=== EXERCISE DESCRIPTION ===
The records follow. Give them all back exactly.

--- DATA FOR THIS EXERCISE Enclosed Below ---

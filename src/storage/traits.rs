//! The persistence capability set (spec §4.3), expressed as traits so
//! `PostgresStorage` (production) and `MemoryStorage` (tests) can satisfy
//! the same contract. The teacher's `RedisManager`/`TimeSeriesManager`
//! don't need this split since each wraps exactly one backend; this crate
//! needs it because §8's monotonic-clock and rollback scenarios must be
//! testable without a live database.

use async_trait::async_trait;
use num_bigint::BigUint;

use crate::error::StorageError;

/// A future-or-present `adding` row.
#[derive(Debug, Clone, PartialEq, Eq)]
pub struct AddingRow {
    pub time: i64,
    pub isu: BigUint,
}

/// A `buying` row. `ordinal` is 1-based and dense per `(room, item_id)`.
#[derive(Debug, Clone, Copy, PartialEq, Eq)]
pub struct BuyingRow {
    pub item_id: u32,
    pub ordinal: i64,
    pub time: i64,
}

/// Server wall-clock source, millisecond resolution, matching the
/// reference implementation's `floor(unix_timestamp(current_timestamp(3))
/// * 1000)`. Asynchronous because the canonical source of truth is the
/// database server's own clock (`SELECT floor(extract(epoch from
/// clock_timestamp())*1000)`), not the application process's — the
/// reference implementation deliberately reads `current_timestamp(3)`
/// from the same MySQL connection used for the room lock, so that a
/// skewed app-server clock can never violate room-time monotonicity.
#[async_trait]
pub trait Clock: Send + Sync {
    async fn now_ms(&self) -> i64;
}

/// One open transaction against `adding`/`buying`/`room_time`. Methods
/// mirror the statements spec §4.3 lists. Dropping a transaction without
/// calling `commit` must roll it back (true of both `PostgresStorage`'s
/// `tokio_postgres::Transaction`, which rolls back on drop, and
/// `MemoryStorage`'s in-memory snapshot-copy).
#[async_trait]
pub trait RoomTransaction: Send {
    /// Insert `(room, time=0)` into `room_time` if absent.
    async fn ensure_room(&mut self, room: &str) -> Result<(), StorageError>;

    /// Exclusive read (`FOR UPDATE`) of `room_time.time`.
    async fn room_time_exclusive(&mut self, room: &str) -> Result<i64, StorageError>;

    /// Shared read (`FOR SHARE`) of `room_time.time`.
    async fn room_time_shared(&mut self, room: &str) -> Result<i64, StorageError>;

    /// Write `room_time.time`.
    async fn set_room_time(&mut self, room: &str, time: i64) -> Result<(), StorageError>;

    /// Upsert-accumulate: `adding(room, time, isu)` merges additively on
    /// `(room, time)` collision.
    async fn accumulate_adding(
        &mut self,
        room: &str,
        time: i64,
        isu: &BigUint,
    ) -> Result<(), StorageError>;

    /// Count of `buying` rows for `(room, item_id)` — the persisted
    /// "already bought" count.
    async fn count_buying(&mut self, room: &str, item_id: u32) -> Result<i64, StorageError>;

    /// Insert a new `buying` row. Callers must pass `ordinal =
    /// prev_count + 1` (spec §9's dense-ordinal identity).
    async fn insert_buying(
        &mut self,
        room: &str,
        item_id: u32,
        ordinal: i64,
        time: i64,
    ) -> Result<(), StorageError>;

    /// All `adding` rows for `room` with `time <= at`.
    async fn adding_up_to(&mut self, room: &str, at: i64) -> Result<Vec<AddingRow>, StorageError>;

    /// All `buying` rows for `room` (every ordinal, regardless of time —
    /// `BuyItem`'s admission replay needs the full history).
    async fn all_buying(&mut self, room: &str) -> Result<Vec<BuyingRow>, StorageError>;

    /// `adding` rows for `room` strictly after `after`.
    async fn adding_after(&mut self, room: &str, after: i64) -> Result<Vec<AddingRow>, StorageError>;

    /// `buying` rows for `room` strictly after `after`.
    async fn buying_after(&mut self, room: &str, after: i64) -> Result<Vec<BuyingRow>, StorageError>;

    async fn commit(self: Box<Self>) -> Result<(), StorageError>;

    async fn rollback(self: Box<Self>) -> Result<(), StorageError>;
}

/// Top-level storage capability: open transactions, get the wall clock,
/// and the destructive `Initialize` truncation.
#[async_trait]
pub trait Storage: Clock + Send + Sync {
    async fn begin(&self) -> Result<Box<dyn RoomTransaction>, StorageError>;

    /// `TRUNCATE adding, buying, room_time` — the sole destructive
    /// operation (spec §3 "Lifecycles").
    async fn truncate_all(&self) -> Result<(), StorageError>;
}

--- End of Enclosed DATA FOR THIS EXERCISE ---

=== SOLUTION ===
filename src/storage/traits.rs
//! The persistence capability set (spec §4.3), expressed as traits so
//! `PostgresStorage` (production) and `MemoryStorage` (tests) can satisfy
//! the same contract. The teacher's `RedisManager`/`TimeSeriesManager`
//! don't need this split since each wraps exactly one backend; this crate
//! needs it because §8's monotonic-clock and rollback scenarios must be
//! testable without a live database.

use async_trait::async_trait;
use num_bigint::BigUint;

use crate::error::StorageError;

/// A future-or-present `adding` row.
#[derive(Debug, Clone, PartialEq, Eq)]
pub struct AddingRow {
    pub time: i64,
    pub isu: BigUint,
}

/// A `buying` row. `ordinal` is 1-based and dense per `(room, item_id)`.
#[derive(Debug, Clone, Copy, PartialEq, Eq)]
pub struct BuyingRow {
    pub item_id: u32,
    pub ordinal: i64,
    pub time: i64,
}

/// Server wall-clock source, millisecond resolution, matching the
/// reference implementation's `floor(unix_timestamp(current_timestamp(3))
/// * 1000)`. Asynchronous because the canonical source of truth is the
/// database server's own clock (`SELECT floor(extract(epoch from
/// clock_timestamp())*1000)`), not the application process's — the
/// reference implementation deliberately reads `current_timestamp(3)`
/// from the same MySQL connection used for the room lock, so that a
/// skewed app-server clock can never violate room-time monotonicity.
#[async_trait]
pub trait Clock: Send + Sync {
    async fn now_ms(&self) -> i64;
}

/// One open transaction against `adding`/`buying`/`room_time`. Methods
/// mirror the statements spec §4.3 lists. Dropping a transaction without
/// calling `commit` must roll it back (true of both `PostgresStorage`'s
/// `tokio_postgres::Transaction`, which rolls back on drop, and
/// `MemoryStorage`'s in-memory snapshot-copy).
#[async_trait]
pub trait RoomTransaction: Send {
    /// Insert `(room, time=0)` into `room_time` if absent.
    async fn ensure_room(&mut self, room: &str) -> Result<(), StorageError>;

    /// Exclusive read (`FOR UPDATE`) of `room_time.time`.
    async fn room_time_exclusive(&mut self, room: &str) -> Result<i64, StorageError>;

    /// Shared read (`FOR SHARE`) of `room_time.time`.
    async fn room_time_shared(&mut self, room: &str) -> Result<i64, StorageError>;

    /// Write `room_time.time`.
    async fn set_room_time(&mut self, room: &str, time: i64) -> Result<(), StorageError>;

    /// Upsert-accumulate: `adding(room, time, isu)` merges additively on
    /// `(room, time)` collision.
    async fn accumulate_adding(
        &mut self,
        room: &str,
        time: i64,
        isu: &BigUint,
    ) -> Result<(), StorageError>;

    /// Count of `buying` rows for `(room, item_id)` — the persisted
    /// "already bought" count.
    async fn count_buying(&mut self, room: &str, item_id: u32) -> Result<i64, StorageError>;

    /// Insert a new `buying` row. Callers must pass `ordinal =
    /// prev_count + 1` (spec §9's dense-ordinal identity).
    async fn insert_buying(
        &mut self,
        room: &str,
        item_id: u32,
        ordinal: i64,
        time: i64,
    ) -> Result<(), StorageError>;

    /// All `adding` rows for `room` with `time <= at`.
    async fn adding_up_to(&mut self, room: &str, at: i64) -> Result<Vec<AddingRow>, StorageError>;

    /// All `buying` rows for `room` (every ordinal, regardless of time —
    /// `BuyItem`'s admission replay needs the full history).
    async fn all_buying(&mut self, room: &str) -> Result<Vec<BuyingRow>, StorageError>;

    /// `adding` rows for `room` strictly after `after`.
    async fn adding_after(&mut self, room: &str, after: i64) -> Result<Vec<AddingRow>, StorageError>;

    /// `buying` rows for `room` strictly after `after`.
    async fn buying_after(&mut self, room: &str, after: i64) -> Result<Vec<BuyingRow>, StorageError>;

    async fn commit(self: Box<Self>) -> Result<(), StorageError>;

    async fn rollback(self: Box<Self>) -> Result<(), StorageError>;
}

/// Top-level storage capability: open transactions, get the wall clock,
/// and the destructive `Initialize` truncation.
#[async_trait]
pub trait Storage: Clock + Send + Sync {
    async fn begin(&self) -> Result<Box<dyn RoomTransaction>, StorageError>;

    /// `TRUNCATE adding, buying, room_time` — the sole destructive
    /// operation (spec §3 "Lifecycles").
    async fn truncate_all(&self) -> Result<(), StorageError>;
}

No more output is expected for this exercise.